INFORMATION PROVIDED:
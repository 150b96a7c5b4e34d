//! Session controller - the triage state machine.
//!
//! The controller owns at most one live [`Session`] and is the only way to
//! mutate it. Phases move LOBBY -> PLAYING -> SUMMARY -> LOBBY:
//!
//! - `start_session` enters PLAYING with a freshly shuffled queue
//! - `accept_top` / `dismiss_top` / `defer_top` work the head of the queue
//! - the move to SUMMARY happens inside whichever command empties the queue
//!   (including `start_session` on an empty deck); there is no separate
//!   "show results" command
//! - `abandon` / `reset` drop the session from any phase
//!
//! Narrative text arrives asynchronously and is applied through
//! [`SessionController::apply_summary`], which checks the request's
//! [`SessionTicket`] so late results never land in a newer session.

mod report;
mod ticket;

pub use report::*;
pub use ticket::*;

use rand::rngs::StdRng;
use rand::seq::SliceRandom;
use rand::SeedableRng;
use serde::{Deserialize, Serialize};
use std::collections::VecDeque;
use std::sync::Arc;

use crate::cards::{BacklogItem, BacklogStatus, Card, CardCode, Deck};
use crate::catalog::Catalog;
use crate::config::SessionConfig;
use crate::risk::RiskReport;

/// Summary used when a session ends without any accepted risk.
pub const EMPTY_LEDGER_SUMMARY: &str =
    "No risks were accepted in this session, so there is nothing to prioritize yet.";

/// Phase of the game.
#[derive(Debug, Clone, Copy, PartialEq, Eq, Hash, Serialize, Deserialize)]
pub enum Phase {
    /// No active session.
    Lobby,
    /// Triaging a queue.
    Playing,
    /// Queue exhausted, results shown.
    Summary,
}

/// State of one playthrough.
#[derive(Debug, Clone)]
pub struct Session {
    id: SessionId,
    deck: Deck,
    queue: VecDeque<Card>,
    ledger: Vec<BacklogItem>,
    phase: Phase,
    summary: Option<String>,
    summary_requested: bool,
}

impl Session {
    pub fn id(&self) -> SessionId {
        self.id
    }

    pub fn deck(&self) -> &Deck {
        &self.deck
    }

    pub fn queue(&self) -> &VecDeque<Card> {
        &self.queue
    }

    pub fn ledger(&self) -> &[BacklogItem] {
        &self.ledger
    }

    pub fn phase(&self) -> Phase {
        self.phase
    }

    pub fn summary(&self) -> Option<&str> {
        self.summary.as_deref()
    }
}

/// Owner of the single active session.
pub struct SessionController {
    catalog: Arc<Catalog>,
    config: SessionConfig,
    rng: StdRng,
    session: Option<Session>,
    /// Bumped on every start, abandon and reset.
    generation: u64,
}

impl SessionController {
    /// Create a controller seeded from the operating system.
    pub fn new(catalog: Arc<Catalog>, config: SessionConfig) -> Self {
        Self::with_rng(catalog, config, StdRng::from_os_rng())
    }

    /// Create a controller with an explicit random source.
    pub fn with_rng(catalog: Arc<Catalog>, config: SessionConfig, rng: StdRng) -> Self {
        Self {
            catalog,
            config,
            rng,
            session: None,
            generation: 0,
        }
    }

    pub fn catalog(&self) -> &Arc<Catalog> {
        &self.catalog
    }

    pub fn config(&self) -> &SessionConfig {
        &self.config
    }

    /// Begin a session on `deck`, replacing any current one.
    ///
    /// A deck that fails [`Deck::validate`] is ignored and the current
    /// session, if any, is kept.
    pub fn start_session(&mut self, deck: Deck) -> Option<SessionTicket> {
        if let Err(err) = deck.validate() {
            tracing::debug!(deck = %deck.id, error = %err, "start ignored: invalid deck");
            return None;
        }

        let mut cards = deck.cards.clone();
        cards.shuffle(&mut self.rng);

        let session = Session {
            id: SessionId::new(),
            deck,
            queue: cards.into(),
            ledger: Vec::new(),
            phase: Phase::Playing,
            summary: None,
            summary_requested: false,
        };

        tracing::info!(
            session = %session.id,
            deck = %session.deck.id,
            cards = session.queue.len(),
            "session started"
        );

        self.generation += 1;
        let ticket = SessionTicket {
            session: session.id,
            generation: self.generation,
        };
        self.session = Some(session);
        self.advance_phase();
        self.check_invariants();
        Some(ticket)
    }

    /// Begin a session on a catalog deck. Unknown ids are ignored.
    pub fn start_deck(&mut self, deck_id: &str) -> Option<SessionTicket> {
        let Some(deck) = self.catalog.deck(deck_id).cloned() else {
            tracing::debug!(deck = deck_id, "unknown deck requested");
            return None;
        };
        self.start_session(deck)
    }

    /// Draw a mixed deck from the whole catalog.
    ///
    /// Catalogs smaller than the configured size yield every card they hold.
    pub fn synthesize_mixed_deck(&mut self) -> Deck {
        self.catalog
            .sample_mixed_deck(self.config.mixed_deck_size, &mut self.rng)
    }

    /// Synthesize a mixed deck and start a session on it.
    pub fn start_mixed(&mut self) -> Option<SessionTicket> {
        let deck = self.synthesize_mixed_deck();
        self.start_session(deck)
    }

    /// Move the head of the queue into the ledger.
    ///
    /// No-op on an empty queue.
    pub fn accept_top(&mut self) -> Option<&BacklogItem> {
        let session = self.session.as_mut()?;
        let Some(card) = session.queue.pop_front() else {
            tracing::debug!("accept ignored: queue is empty");
            return None;
        };

        tracing::debug!(card = %card.code(), remaining = session.queue.len(), "card accepted");
        session.ledger.push(BacklogItem::accept(card));

        self.advance_phase();
        self.check_invariants();
        self.session.as_ref().and_then(|s| s.ledger.last())
    }

    /// Drop the head of the queue without recording it.
    ///
    /// No-op on an empty queue.
    pub fn dismiss_top(&mut self) -> Option<Card> {
        let session = self.session.as_mut()?;
        let Some(card) = session.queue.pop_front() else {
            tracing::debug!("dismiss ignored: queue is empty");
            return None;
        };

        tracing::debug!(card = %card.code(), remaining = session.queue.len(), "card dismissed");

        self.advance_phase();
        self.check_invariants();
        Some(card)
    }

    /// Send the head of the queue to the back. Returns the new head.
    ///
    /// A single-card queue is left untouched. No-op on an empty queue.
    pub fn defer_top(&mut self) -> Option<&Card> {
        let session = self.session.as_mut()?;
        if session.queue.len() > 1 {
            if let Some(card) = session.queue.pop_front() {
                tracing::debug!(card = %card.code(), "card deferred");
                session.queue.push_back(card);
            }
        } else if session.queue.is_empty() {
            tracing::debug!("defer ignored: queue is empty");
            return None;
        }

        self.check_invariants();
        self.session.as_ref().and_then(|s| s.queue.front())
    }

    /// Drop the session and return to the lobby, from any phase.
    pub fn abandon(&mut self) {
        if let Some(session) = self.session.take() {
            tracing::info!(
                session = %session.id,
                phase = ?session.phase,
                accepted = session.ledger.len(),
                "session abandoned"
            );
        }
        self.generation += 1;
    }

    /// Leave the summary screen: abandon plus clearing the cached summary.
    pub fn reset(&mut self) {
        if let Some(session) = self.session.as_mut() {
            session.summary = None;
        }
        self.abandon();
    }

    /// Record a status change made by external tooling.
    ///
    /// Returns `false` if the code is not in the ledger.
    pub fn mark_mitigated(&mut self, code: &CardCode) -> bool {
        let Some(session) = self.session.as_mut() else {
            return false;
        };
        match session.ledger.iter_mut().find(|item| item.code() == code) {
            Some(item) => {
                item.status = BacklogStatus::Mitigated;
                true
            }
            None => false,
        }
    }

    /// Ticket for the current session state.
    pub fn ticket(&self) -> Option<SessionTicket> {
        self.session.as_ref().map(|s| SessionTicket {
            session: s.id,
            generation: self.generation,
        })
    }

    /// Whether a ticket still refers to the live session.
    pub fn is_current(&self, ticket: &SessionTicket) -> bool {
        self.ticket().as_ref() == Some(ticket)
    }

    /// Claim the one summary request for a finished session.
    ///
    /// Returns `None` outside SUMMARY, once a request was already handed out,
    /// or when a summary is already cached. An empty ledger gets
    /// [`EMPTY_LEDGER_SUMMARY`] directly and never needs a request.
    ///
    /// The request stays claimed until its result reaches
    /// [`apply_summary`](Self::apply_summary). A caller that drops it must
    /// call [`release_summary_request`](Self::release_summary_request).
    pub fn summary_request(&mut self) -> Option<SummaryRequest> {
        let ticket = self.ticket()?;
        let session = self.session.as_mut()?;

        if session.phase != Phase::Summary
            || session.summary.is_some()
            || session.summary_requested
        {
            return None;
        }

        if session.ledger.is_empty() {
            session.summary = Some(EMPTY_LEDGER_SUMMARY.to_string());
            return None;
        }

        session.summary_requested = true;
        Some(SummaryRequest {
            ticket,
            deck_name: session.deck.name.clone(),
            ledger: session.ledger.clone(),
        })
    }

    /// Store a narrative summary if `ticket` still matches the live session.
    ///
    /// Only the answer to an outstanding [`SummaryRequest`] is accepted, so
    /// the text is always built from the final ledger.
    pub fn apply_summary(&mut self, ticket: &SessionTicket, text: String) -> bool {
        if !self.is_current(ticket) {
            tracing::debug!(session = %ticket.session, "discarding stale summary");
            return false;
        }
        let Some(session) = self.session.as_mut() else {
            return false;
        };
        if session.phase != Phase::Summary || !session.summary_requested {
            tracing::debug!(
                session = %ticket.session,
                phase = ?session.phase,
                "discarding summary that was never requested"
            );
            return false;
        }
        if session.summary.is_some() {
            return false;
        }
        session.summary = Some(text);
        true
    }

    /// Give back an undelivered summary request so it can be claimed again.
    ///
    /// Returns `false` if the ticket is stale or nothing is outstanding.
    pub fn release_summary_request(&mut self, ticket: &SessionTicket) -> bool {
        if !self.is_current(ticket) {
            return false;
        }
        let Some(session) = self.session.as_mut() else {
            return false;
        };
        if session.phase != Phase::Summary
            || session.summary.is_some()
            || !session.summary_requested
        {
            return false;
        }
        tracing::debug!(session = %ticket.session, "summary request released");
        session.summary_requested = false;
        true
    }

    pub fn phase(&self) -> Phase {
        self.session.as_ref().map_or(Phase::Lobby, |s| s.phase)
    }

    pub fn session(&self) -> Option<&Session> {
        self.session.as_ref()
    }

    pub fn deck(&self) -> Option<&Deck> {
        self.session.as_ref().map(|s| &s.deck)
    }

    /// The card currently on top of the queue.
    pub fn current_card(&self) -> Option<&Card> {
        self.session.as_ref().and_then(|s| s.queue.front())
    }

    /// Cards left in the queue.
    pub fn remaining(&self) -> usize {
        self.session.as_ref().map_or(0, |s| s.queue.len())
    }

    pub fn queue(&self) -> Vec<&Card> {
        self.session
            .as_ref()
            .map(|s| s.queue.iter().collect())
            .unwrap_or_default()
    }

    pub fn ledger(&self) -> &[BacklogItem] {
        self.session
            .as_ref()
            .map(|s| s.ledger.as_slice())
            .unwrap_or(&[])
    }

    pub fn summary(&self) -> Option<&str> {
        self.session.as_ref().and_then(|s| s.summary())
    }

    /// Risk derived from the current ledger.
    pub fn risk(&self) -> RiskReport {
        RiskReport::from_ledger(self.ledger(), self.config.severity_cap)
    }

    /// Results report for the current session.
    pub fn report(&self) -> Option<SessionReport> {
        let session = self.session.as_ref()?;
        Some(SessionReport {
            deck_id: session.deck.id.clone(),
            deck_name: session.deck.name.clone(),
            rows: session.ledger.iter().map(BacklogRow::from).collect(),
            risk: RiskReport::from_ledger(&session.ledger, self.config.severity_cap),
            summary: session.summary.clone(),
        })
    }

    /// PLAYING with an empty queue becomes SUMMARY.
    fn advance_phase(&mut self) {
        if let Some(session) = self.session.as_mut() {
            if session.phase == Phase::Playing && session.queue.is_empty() {
                session.phase = Phase::Summary;
                tracing::info!(
                    session = %session.id,
                    accepted = session.ledger.len(),
                    "queue exhausted, entering summary"
                );
            }
        }
    }

    fn check_invariants(&self) {
        if !cfg!(debug_assertions) {
            return;
        }
        if let Some(session) = &self.session {
            let mut seen = std::collections::HashSet::new();
            let codes = session
                .queue
                .iter()
                .map(|c| c.code())
                .chain(session.ledger.iter().map(|i| i.code()));
            for code in codes {
                debug_assert!(session.deck.contains(code), "{} is not in the deck", code);
                debug_assert!(seen.insert(code), "{} appears twice", code);
            }
            debug_assert!(
                session.phase != Phase::Summary || session.queue.is_empty(),
                "summary with a non-empty queue"
            );
        }
    }
}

REQUIRED ACTION:
The lines above, starting at the one with "if let Some(card)" and ending at the one with "pub fn abandon(&mut", are the only ones to return, exactly as written.

TASK SOLUTION:
            if let Some(card) = session.queue.pop_front() {
                tracing::debug!(card = %card.code(), "card deferred");
                session.queue.push_back(card);
            }
        } else if session.queue.is_empty() {
            tracing::debug!("defer ignored: queue is empty");
            return None;
        }

        self.check_invariants();
        self.session.as_ref().and_then(|s| s.queue.front())
    }

    /// Drop the session and return to the lobby, from any phase.
    pub fn abandon(&mut self) {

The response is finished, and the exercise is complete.